▶ _Problem_
Each entry should be written out again exactly, so that nothing is lost.

= = = = =

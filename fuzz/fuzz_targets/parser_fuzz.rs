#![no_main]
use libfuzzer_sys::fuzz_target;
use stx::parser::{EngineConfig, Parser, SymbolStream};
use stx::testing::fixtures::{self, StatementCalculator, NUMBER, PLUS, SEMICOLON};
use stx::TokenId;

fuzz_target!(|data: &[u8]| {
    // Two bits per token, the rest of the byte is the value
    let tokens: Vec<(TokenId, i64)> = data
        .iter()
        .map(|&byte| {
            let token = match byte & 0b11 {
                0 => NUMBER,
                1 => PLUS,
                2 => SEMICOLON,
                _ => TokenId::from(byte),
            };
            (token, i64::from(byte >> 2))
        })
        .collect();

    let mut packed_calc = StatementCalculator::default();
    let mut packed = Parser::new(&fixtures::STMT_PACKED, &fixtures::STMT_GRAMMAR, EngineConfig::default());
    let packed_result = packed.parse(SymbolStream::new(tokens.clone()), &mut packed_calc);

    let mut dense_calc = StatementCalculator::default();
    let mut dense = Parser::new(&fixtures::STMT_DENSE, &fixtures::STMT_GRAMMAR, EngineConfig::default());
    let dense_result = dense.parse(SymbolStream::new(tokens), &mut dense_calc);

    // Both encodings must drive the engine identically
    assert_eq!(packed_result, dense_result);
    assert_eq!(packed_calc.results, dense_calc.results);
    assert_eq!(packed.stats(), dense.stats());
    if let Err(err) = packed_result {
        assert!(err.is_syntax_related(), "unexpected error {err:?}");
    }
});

= = = = =

▶ _Answer area_
filename fuzz/fuzz_targets/parser_fuzz.rs
#![no_main]
use libfuzzer_sys::fuzz_target;
use stx::parser::{EngineConfig, Parser, SymbolStream};
use stx::testing::fixtures::{self, StatementCalculator, NUMBER, PLUS, SEMICOLON};
use stx::TokenId;

fuzz_target!(|data: &[u8]| {
    // Two bits per token, the rest of the byte is the value
    let tokens: Vec<(TokenId, i64)> = data
        .iter()
        .map(|&byte| {
            let token = match byte & 0b11 {
                0 => NUMBER,
                1 => PLUS,
                2 => SEMICOLON,
                _ => TokenId::from(byte),
            };
            (token, i64::from(byte >> 2))
        })
        .collect();

    let mut packed_calc = StatementCalculator::default();
    let mut packed = Parser::new(&fixtures::STMT_PACKED, &fixtures::STMT_GRAMMAR, EngineConfig::default());
    let packed_result = packed.parse(SymbolStream::new(tokens.clone()), &mut packed_calc);

    let mut dense_calc = StatementCalculator::default();
    let mut dense = Parser::new(&fixtures::STMT_DENSE, &fixtures::STMT_GRAMMAR, EngineConfig::default());
    let dense_result = dense.parse(SymbolStream::new(tokens), &mut dense_calc);

    // Both encodings must drive the engine identically
    assert_eq!(packed_result, dense_result);
    assert_eq!(packed_calc.results, dense_calc.results);
    assert_eq!(packed.stats(), dense.stats());
    if let Err(err) = packed_result {
        assert!(err.is_syntax_related(), "unexpected error {err:?}");
    }
});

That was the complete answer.